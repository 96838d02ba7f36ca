//! csvdiff CLI
//!
//! Interactive walkthrough: compares two CSV files cell by cell and asks
//! the operator to accept or reject each difference, then writes the
//! merged result to `merged_result.csv` in the current directory.

use clap::Parser;
use csvdiff_core::{
    apply_decisions, diff_tables, parse_csv, reconcile_schemas, write_csv_file, Decision,
    DiffMode, Difference, Table,
};
use rustyline::error::ReadlineError;
use rustyline::DefaultEditor;
use std::path::PathBuf;

const RED: &str = "\x1b[31m";
const GREEN: &str = "\x1b[32m";
const RESET: &str = "\x1b[0m";

const OUTPUT_PATH: &str = "merged_result.csv";

#[derive(Parser)]
#[command(name = "csvdiff")]
#[command(about = "Interactive cell-level CSV diff and merge", long_about = None)]
#[command(version)]
struct Cli {
    /// First (base) CSV file
    file1: PathBuf,

    /// Second CSV file to compare against
    file2: PathBuf,
}

fn main() {
    if let Err(e) = run() {
        eprintln!("Error: {}", e);
        std::process::exit(1);
    }
}

fn run() -> csvdiff_core::Result<()> {
    let cli = Cli::parse();

    println!(
        "Comparing {} with {}",
        cli.file1.display(),
        cli.file2.display()
    );

    let left = parse_csv(&cli.file1)?;
    let right = parse_csv(&cli.file2)?;

    let (left, right) = reconcile_schemas(&left, &right);
    let differences = diff_tables(&left, &right, DiffMode::NullAware);

    if differences.is_empty() {
        println!("No differences found between the files.");
        return Ok(());
    }

    println!("\nFound {} differences.", differences.len());

    let mut editor = DefaultEditor::new()
        .map_err(|e| std::io::Error::other(format!("failed to initialize prompt: {e}")))?;

    let mut decisions: Vec<(Difference, Decision)> = Vec::new();
    let mut aborted = false;

    for (i, diff) in differences.iter().enumerate() {
        println!("\nDifference {} of {}", i + 1, differences.len());
        display_difference(diff, &left, &right);

        let decision = prompt_decision(&mut editor)?;
        decisions.push((diff.clone(), decision));

        if decision == Decision::Abort {
            println!("Exiting...");
            aborted = true;
            break;
        }
    }

    let result = apply_decisions(&left, &decisions);
    write_csv_file(&result, OUTPUT_PATH)?;

    if aborted {
        println!("\nSaved partial merge to {}", OUTPUT_PATH);
    } else {
        println!("\nSaved merged result to {}", OUTPUT_PATH);
    }

    Ok(())
}

/// Show one difference with its full row context
fn display_difference(diff: &Difference, left: &Table, right: &Table) {
    println!("Row {}, Column: {}", diff.row + 1, diff.column);
    println!("Old value: {}{}{}", RED, fmt_cell(&diff.old_value), RESET);
    println!("New value: {}{}{}", GREEN, fmt_cell(&diff.new_value), RESET);

    println!("\nRow context:");
    println!("Column\tOld Value\tNew Value");
    println!("{}", "-".repeat(36));

    for col in &left.columns {
        let old = left.cell(diff.row, col.index).map(str::to_string);
        let new = right.cell(diff.row, col.index).map(str::to_string);

        if col.name == diff.column {
            println!(
                "{}\t{}{}{}\t{}{}{}",
                col.name,
                RED,
                fmt_cell(&old),
                RESET,
                GREEN,
                fmt_cell(&new),
                RESET
            );
        } else {
            println!("{}\t{}\t{}", col.name, fmt_cell(&old), fmt_cell(&new));
        }
    }
}

/// Prompt until the operator gives a valid answer; EOF and Ctrl-C abort
fn prompt_decision(editor: &mut DefaultEditor) -> csvdiff_core::Result<Decision> {
    loop {
        match editor.readline("\nAccept this change? (y/n/q to quit): ") {
            Ok(line) => match parse_decision(&line) {
                Some(decision) => return Ok(decision),
                None => {
                    println!(
                        "Invalid input. Please enter 'y' for yes, 'n' for no, or 'q' to quit."
                    );
                }
            },
            Err(ReadlineError::Interrupted) | Err(ReadlineError::Eof) => {
                return Ok(Decision::Abort);
            }
            Err(e) => {
                return Err(csvdiff_core::Error::Io(std::io::Error::other(format!(
                    "failed to read input: {e}"
                ))));
            }
        }
    }
}

fn parse_decision(input: &str) -> Option<Decision> {
    match input.trim().to_lowercase().as_str() {
        "y" => Some(Decision::Accept),
        "n" => Some(Decision::Reject),
        "q" => Some(Decision::Abort),
        _ => None,
    }
}

fn fmt_cell(value: &Option<String>) -> &str {
    value.as_deref().unwrap_or("(null)")
}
::::::::::
**YOUR ASSIGNMENT**
If a line in the entries contains "failed", copy it.

**OUTPUT FOR THIS EXERCISE**
        .map_err(|e| std::io::Error::other(format!("failed to initialize prompt: {e}")))?;
                    "failed to read input: {e}"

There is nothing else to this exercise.